Começamos então a adentrar na rotina dessa pequena comunidade e, de repente, pessoas de lá morrem violentamente, a cidade fica sem sinal de celular e está sumindo do mapa. Descobre-se que existe um grupo de “gringos” que, junto com o prefeito( classe política) e 2 turistas brasileiros( classe média alta e elite), tem o plano de extinguir Bacurau. Os moradores resolvem unir as suas forças, estratégias e armas para resistir e combater o “inimigo”.
Bacurau talvez seja o Brasil idealizado dos diretores dentro de um possível futuro trágico. Um lugar onde a população vive nas suas diferenças e dificuldades, sem preconceitos, ajudando uns aos outros e unida. Mas em tempos de ódio, a violência é também um forte elemento que o filme traz como protagonista.
É uma obra atual e importante.

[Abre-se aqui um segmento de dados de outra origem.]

//! JWT token service implementation.

use chrono::{TimeDelta, Utc};
use jsonwebtoken::{DecodingKey, EncodingKey, Header, Validation, decode, encode};
use serde::{Deserialize, Serialize};
use uuid::Uuid;

use postboard_core::ports::{AuthError, TokenClaims, TokenService};

/// JWT token service configuration.
///
/// No `Default`: the secret comes from `JWT_SECRET`.
#[derive(Debug, Clone)]
pub struct JwtConfig {
    pub secret: String,
    pub expiration_secs: i64,
    pub issuer: String,
}

/// Internal JWT claims structure for serialization.
#[derive(Debug, Serialize, Deserialize)]
#[serde(rename_all = "camelCase")]
struct Claims {
    sub: String, // user_id
    user_id: String,
    email: String,
    exp: i64,    // expiration timestamp
    iat: i64,    // issued at
    iss: String, // issuer
}

/// JWT-based token service (HS256).
pub struct JwtTokenService {
    encoding_key: EncodingKey,
    decoding_key: DecodingKey,
    config: JwtConfig,
}

impl JwtTokenService {
    pub fn new(config: JwtConfig) -> Self {
        let encoding_key = EncodingKey::from_secret(config.secret.as_bytes());
        let decoding_key = DecodingKey::from_secret(config.secret.as_bytes());

        Self {
            encoding_key,
            decoding_key,
            config,
        }
    }
}

impl TokenService for JwtTokenService {
    fn generate_token(&self, user_id: Uuid, email: &str) -> Result<String, AuthError> {
        let now = Utc::now();
        let exp = now + TimeDelta::seconds(self.config.expiration_secs);

        let claims = Claims {
            sub: user_id.to_string(),
            user_id: user_id.to_string(),
            email: email.to_string(),
            exp: exp.timestamp(),
            iat: now.timestamp(),
            iss: self.config.issuer.clone(),
        };

        encode(&Header::default(), &claims, &self.encoding_key)
            .map_err(|e| AuthError::Signing(e.to_string()))
    }

    fn validate_token(&self, token: &str) -> Result<TokenClaims, AuthError> {
        let mut validation = Validation::default();
        validation.set_issuer(&[&self.config.issuer]);

        let token_data = decode::<Claims>(token, &self.decoding_key, &validation).map_err(|e| {
            match e.kind() {
                jsonwebtoken::errors::ErrorKind::ExpiredSignature => AuthError::TokenExpired,
                _ => AuthError::InvalidToken(e.to_string()),
            }
        })?;

        let user_id = Uuid::parse_str(&token_data.claims.sub)
            .map_err(|e| AuthError::InvalidToken(e.to_string()))?;

        Ok(TokenClaims {
            user_id,
            email: token_data.claims.email,
            iat: token_data.claims.iat,
            exp: token_data.claims.exp,
        })
    }

    fn expiration_seconds(&self) -> i64 {
        self.config.expiration_secs
    }
}
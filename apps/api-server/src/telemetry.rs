//! Telemetry initialization.

use tracing_subscriber::{EnvFilter, layer::SubscriberExt, util::SubscriberInitExt};

const DEFAULT_FILTER: &str = "info,api_server=debug,postboard_infra=debug";

/// Telemetry configuration.
#[derive(Debug, Clone)]
pub struct TelemetryConfig {
    /// Enable JSON logging (for production).
    pub json_logs: bool,
    pub service_name: String,
}

impl Default for TelemetryConfig {
    fn default() -> Self {
        Self {
            json_logs: false,
            service_name: "postboard-api".to_string(),
        }
    }
}

impl TelemetryConfig {
    /// Load configuration from environment variables.
    pub fn from_env() -> Self {
        Self {
            json_logs: std::env::var("LOG_FORMAT")
                .map(|v| v.eq_ignore_ascii_case("json"))
                .unwrap_or(false),
            ..Self::default()
        }
    }
}

/// Install the global subscriber. `RUST_LOG` overrides the default filter.
pub fn init_telemetry(config: &TelemetryConfig) {
    let env_filter =
        EnvFilter::try_from_default_env().unwrap_or_else(|_| EnvFilter::new(DEFAULT_FILTER));

    if config.json_logs {
        tracing_subscriber::registry()
            .with(env_filter)
            .with(tracing_subscriber::fmt::layer().json())
            .init();
    } else {
        tracing_subscriber::registry()
            .with(env_filter)
            .with(tracing_subscriber::fmt::layer().pretty())
            .init();
    }

    tracing::info!(
        service = %config.service_name,
        json_logs = config.json_logs,
        "Telemetry initialized"
    );
}
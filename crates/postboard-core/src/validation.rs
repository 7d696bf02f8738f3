//! Field-level validation rules applied before mutations commit.

use once_cell::sync::Lazy;
use regex::Regex;

use crate::error::{DomainError, DomainResult, FieldError};

/// Minimum length, in characters, for passwords, titles and contents.
pub const MIN_TEXT_LENGTH: usize = 5;

static EMAIL_REGEX: Lazy<Regex> = Lazy::new(|| {
    Regex::new(r"^[a-zA-Z0-9._%+-]+@[a-zA-Z0-9-]+(\.[a-zA-Z0-9-]+)*\.[a-zA-Z]{2,}$")
        .expect("hardcoded email regex is invalid")
});

/// Whether `email` has a standard address shape.
pub fn is_email(email: &str) -> bool {
    email.len() <= 254 && EMAIL_REGEX.is_match(email)
}

/// Whether `value` is non-empty and at least `min` characters long.
pub fn has_min_length(value: &str, min: usize) -> bool {
    !value.is_empty() && value.chars().count() >= min
}

/// Accumulates field messages and turns them into a single failure.
#[derive(Debug, Default)]
struct Violations(Vec<FieldError>);

impl Violations {
    fn check(&mut self, ok: bool, message: &str) {
        if !ok {
            self.0.push(FieldError::new(message));
        }
    }

    fn finish(self) -> DomainResult<()> {
        if self.0.is_empty() {
            Ok(())
        } else {
            Err(DomainError::Validation(self.0))
        }
    }
}

/// Rules for registering a user.
pub fn validate_registration(email: &str, password: &str) -> DomainResult<()> {
    let mut violations = Violations::default();
    violations.check(is_email(email), "Invalid Email");
    violations.check(has_min_length(password, MIN_TEXT_LENGTH), "Invalid password");
    violations.finish()
}

/// Rules for creating or updating a post.
pub fn validate_post(title: &str, content: &str) -> DomainResult<()> {
    let mut violations = Violations::default();
    violations.check(has_min_length(title, MIN_TEXT_LENGTH), "Title is invalid");
    violations.check(has_min_length(content, MIN_TEXT_LENGTH), "Content is invalid");
    violations.finish()
}
//! # Postboard Infrastructure
//!
//! Concrete implementations of the ports defined in `postboard-core`.
//! This crate contains the database, credential and file storage integrations.
//!
//! ## Feature Flags
//!
//! - `full` (default) - All features enabled
//! - `minimal` - No external services, in-memory store only
//! - `postgres` - PostgreSQL persistence via SeaORM
//! - `auth` - JWT tokens plus bcrypt/Argon2 password hashing

pub mod database;
pub mod memory;
pub mod storage;

#[cfg(feature = "auth")]
pub mod auth;

// Re-exports - In-Memory
pub use database::DatabaseConnections;
pub use memory::{InMemoryDatabase, InMemoryPostRepository, InMemoryUserRepository};
pub use storage::LocalImageStore;

#[cfg(feature = "auth")]
pub use auth::{Argon2PasswordService, BcryptPasswordService, JwtConfig, JwtTokenService};
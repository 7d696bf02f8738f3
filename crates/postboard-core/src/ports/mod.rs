//! Ports - trait definitions for external dependencies.
//! These are the "interfaces" that infrastructure must implement.

mod auth;
mod repository;
mod storage;

pub use auth::{AuthError, PasswordService, TokenClaims, TokenService};
pub use repository::{BaseRepository, PostRepository, UserRepository};
pub use storage::{ImageStore, StorageError};
//! Post entity for SeaORM.

use sea_orm::Set;
use sea_orm::entity::prelude::*;

#[derive(Clone, Debug, PartialEq, Eq, DeriveEntityModel)]
#[sea_orm(table_name = "posts")]
pub struct Model {
    #[sea_orm(primary_key, auto_increment = false)]
    pub id: Uuid,
    pub creator_id: Uuid,
    pub title: String,
    #[sea_orm(column_type = "Text")]
    pub content: String,
    pub image_url: String,
    pub created_at: DateTimeWithTimeZone,
    pub updated_at: DateTimeWithTimeZone,
}

#[derive(Copy, Clone, Debug, EnumIter, DeriveRelation)]
pub enum Relation {
    #[sea_orm(
        belongs_to = "super::user::Entity",
        from = "Column::CreatorId",
        to = "super::user::Column::Id",
        on_update = "Cascade",
        on_delete = "Cascade"
    )]
    User,
}

impl Related<super::user::Entity> for Entity {
    fn to() -> RelationDef {
        Relation::User.def()
    }
}

impl ActiveModelBehavior for ActiveModel {}

/// Conversion from SeaORM Model to Domain Post.
impl From<Model> for postboard_core::domain::Post {
    fn from(model: Model) -> Self {
        Self {
            id: model.id,
            creator_id: model.creator_id,
            title: model.title,
            content: model.content,
            image_url: model.image_url,
            created_at: model.created_at.into(),
            updated_at: model.updated_at.into(),
        }
    }
}

/// Conversion from Domain Post to SeaORM ActiveModel.
impl From<postboard_core::domain::Post> for ActiveModel {
    fn from(post: postboard_core::domain::Post) -> Self {
        Self {
            id: Set(post.id),
            creator_id: Set(post.creator_id),
            title: Set(post.title),
            content: Set(post.content),
            image_url: Set(post.image_url),
            created_at: Set(post.created_at.into()),
            updated_at: Set(post.updated_at.into()),
        }
    }
}
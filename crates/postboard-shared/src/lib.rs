//! # Postboard Shared
//!
//! Wire types shared between the API server and its clients.

pub mod dto;
pub mod response;

pub use response::{ErrorResponse, FieldMessage};
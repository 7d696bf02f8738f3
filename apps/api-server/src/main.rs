//! # Postboard API Server
//!
//! Serves the GraphQL posting API over actix-web.

use actix_web::{App, HttpServer, web};
use tracing_actix_web::TracingLogger;

mod config;
mod graphql;
mod handlers;
mod middleware;
mod observability;
mod resolvers;
mod state;
mod telemetry;

use config::AppConfig;
use observability::RequestIdMiddleware;
use state::AppState;
use telemetry::{TelemetryConfig, init_telemetry};

#[actix_web::main]
async fn main() -> anyhow::Result<()> {
    // Load .env file if present
    dotenvy::dotenv().ok();

    init_telemetry(&TelemetryConfig::from_env());

    let config = AppConfig::from_env()?;

    tracing::info!(
        "Starting Postboard API Server on {}:{}",
        config.host,
        config.port
    );

    let state = AppState::new(&config).await;
    let schema = graphql::build_schema(state.resolvers.clone());

    HttpServer::new(move || {
        App::new()
            .wrap(RequestIdMiddleware)
            .wrap(TracingLogger::default())
            .app_data(web::Data::new(state.clone()))
            .app_data(web::Data::new(schema.clone()))
            .configure(handlers::configure_routes)
            .default_service(web::to(handlers::not_found))
    })
    .bind((config.host.as_str(), config.port))?
    .run()
    .await?;

    Ok(())
}
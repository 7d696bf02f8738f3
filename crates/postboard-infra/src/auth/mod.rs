//! Authentication implementations.

mod jwt;
mod password;

pub use jwt::{JwtConfig, JwtTokenService};
pub use password::{Argon2PasswordService, BcryptPasswordService, DEFAULT_BCRYPT_COST};
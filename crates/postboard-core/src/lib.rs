//! # Postboard Core
//!
//! The domain layer of the Postboard backend.
//! This crate contains the entities, validation rules and port traits; it has
//! no knowledge of the database, HTTP or GraphQL layers.

pub mod domain;
pub mod error;
pub mod ports;
pub mod validation;

pub use error::{DomainError, DomainResult, FieldError};
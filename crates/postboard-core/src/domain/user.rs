use chrono::{DateTime, Utc};
use serde::{Deserialize, Serialize};
use uuid::Uuid;

/// Status given to every freshly registered user.
pub const DEFAULT_STATUS: &str = "I am new!";

/// User entity - represents a registered author.
#[derive(Debug, Clone, Serialize, Deserialize)]
pub struct User {
    pub id: Uuid,
    pub name: String,
    pub email: String,
    pub password_hash: String,
    pub status: String,
    /// Ids of the posts this user created, oldest first.
    ///
    /// Repositories derive this list from the posts store on every load;
    /// assigning to it never persists anything.
    pub posts: Vec<Uuid>,
    pub created_at: DateTime<Utc>,
    pub updated_at: DateTime<Utc>,
}

impl User {
    /// Create a new user with generated ID, default status and timestamps.
    pub fn new(name: String, email: String, password_hash: String) -> Self {
        let now = Utc::now();
        Self {
            id: Uuid::new_v4(),
            name,
            email,
            password_hash,
            status: DEFAULT_STATUS.to_string(),
            posts: Vec::new(),
            created_at: now,
            updated_at: now,
        }
    }

    /// Replace the status line.
    pub fn set_status(&mut self, status: String) {
        self.status = status;
        self.updated_at = Utc::now();
    }
}
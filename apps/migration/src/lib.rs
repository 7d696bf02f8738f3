//! Schema migrations for the Postboard database.

pub use sea_orm_migration::prelude::*;

mod m20240101_000001_create_users;
mod m20240101_000002_create_posts;

pub struct Migrator;

#[async_trait::async_trait]
impl MigratorTrait for Migrator {
    fn migrations() -> Vec<Box<dyn MigrationTrait>> {
        vec![
            Box::new(m20240101_000001_create_users::Migration),
            Box::new(m20240101_000002_create_posts::Migration),
        ]
    }
}
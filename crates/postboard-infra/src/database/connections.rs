#[cfg(feature = "postgres")]
use std::time::Duration;

#[cfg(feature = "postgres")]
use sea_orm::{ConnectOptions, Database, DbConn, DbErr};

/// Configuration for the database pool.
#[derive(Debug, Clone)]
pub struct DatabaseConfig {
    pub url: String,
    pub max_connections: u32,
    pub min_connections: u32,
}

/// Database connection holder.
///
/// # Example
/// ```ignore
/// let db = DatabaseConnections::init(&config).await?;
/// let posts = PostgresPostRepository::new(db.main.clone());
/// ```
#[cfg(feature = "postgres")]
pub struct DatabaseConnections {
    /// Primary database pool.
    pub main: DbConn,
}

#[cfg(not(feature = "postgres"))]
pub struct DatabaseConnections;

#[cfg(feature = "postgres")]
impl DatabaseConnections {
    /// Open the connection pool described by `config`.
    pub async fn init(config: &DatabaseConfig) -> Result<Self, DbErr> {
        tracing::info!("Initializing database connection...");

        let opts = ConnectOptions::new(&config.url)
            .max_connections(config.max_connections)
            .min_connections(config.min_connections)
            .connect_timeout(Duration::from_secs(10))
            .idle_timeout(Duration::from_secs(300))
            .sqlx_logging(true)
            .to_owned();

        let main = Database::connect(opts).await?;
        tracing::info!("Database connected (pool: {})", config.max_connections);

        Ok(Self { main })
    }
}
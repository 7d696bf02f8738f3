use chrono::{DateTime, Utc};
use serde::{Deserialize, Serialize};
use uuid::Uuid;

use super::User;

/// Post entity - a titled piece of content with an attached image.
#[derive(Debug, Clone, Serialize, Deserialize)]
pub struct Post {
    pub id: Uuid,
    pub creator_id: Uuid,
    pub title: String,
    pub content: String,
    pub image_url: String,
    pub created_at: DateTime<Utc>,
    pub updated_at: DateTime<Utc>,
}

impl Post {
    /// Create a new post owned by `creator_id`.
    pub fn new(creator_id: Uuid, title: String, content: String, image_url: String) -> Self {
        let now = Utc::now();
        Self {
            id: Uuid::new_v4(),
            creator_id,
            title,
            content,
            image_url,
            created_at: now,
            updated_at: now,
        }
    }

    /// Whether `user_id` is the creator of this post.
    pub fn is_owned_by(&self, user_id: Uuid) -> bool {
        self.creator_id == user_id
    }

    /// Overwrite title and content; the image only changes when one is given.
    pub fn revise(&mut self, title: String, content: String, image_url: Option<String>) {
        self.title = title;
        self.content = content;
        if let Some(image_url) = image_url {
            self.image_url = image_url;
        }
        self.updated_at = Utc::now();
    }
}

/// A post with its creator expanded.
#[derive(Debug, Clone)]
pub struct PostWithCreator {
    pub post: Post,
    pub creator: User,
}
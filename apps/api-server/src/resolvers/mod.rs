//! Resolver dispatch - one function per operation exposed to callers.
//!
//! Every operation except registration and login starts with
//! [`AuthContext::require`](crate::middleware::auth::AuthContext::require).
//! Failures are returned as [`DomainError`](postboard_core::DomainError)s and
//! formatted by the GraphQL layer.

mod auth;
mod posts;
mod users;

#[cfg(test)]
mod tests;

use std::sync::Arc;

use postboard_core::domain::PostWithCreator;
use postboard_core::ports::{
    ImageStore, PasswordService, PostRepository, TokenService, UserRepository,
};

/// Fixed feed page size.
pub const POSTS_PER_PAGE: u64 = 2;

/// One page of the feed.
#[derive(Debug, Clone)]
pub struct PostPage {
    pub posts: Vec<PostWithCreator>,
    pub total_posts: u64,
}

/// The collaborators every operation is composed from.
#[derive(Clone)]
pub struct Resolvers {
    users: Arc<dyn UserRepository>,
    posts: Arc<dyn PostRepository>,
    tokens: Arc<dyn TokenService>,
    passwords: Arc<dyn PasswordService>,
    images: Arc<dyn ImageStore>,
}

impl Resolvers {
    pub fn new(
        users: Arc<dyn UserRepository>,
        posts: Arc<dyn PostRepository>,
        tokens: Arc<dyn TokenService>,
        passwords: Arc<dyn PasswordService>,
        images: Arc<dyn ImageStore>,
    ) -> Self {
        Self {
            users,
            posts,
            tokens,
            passwords,
            images,
        }
    }
}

E muito positiva e bem realizada através da montagem a escolha de transitar por diferentes gêneros e referências cinematográficas. Uma hora é ação, outra western, outra suspense, Glauber Rocha, Sganzerla, John Carpenter, Sergio Leone… Um pouco do universo audiovisual dos diretores projetado na tela e bem utilizado como linguagem. Um filme bastante crítico e político, mas que também homenageia quem os formou.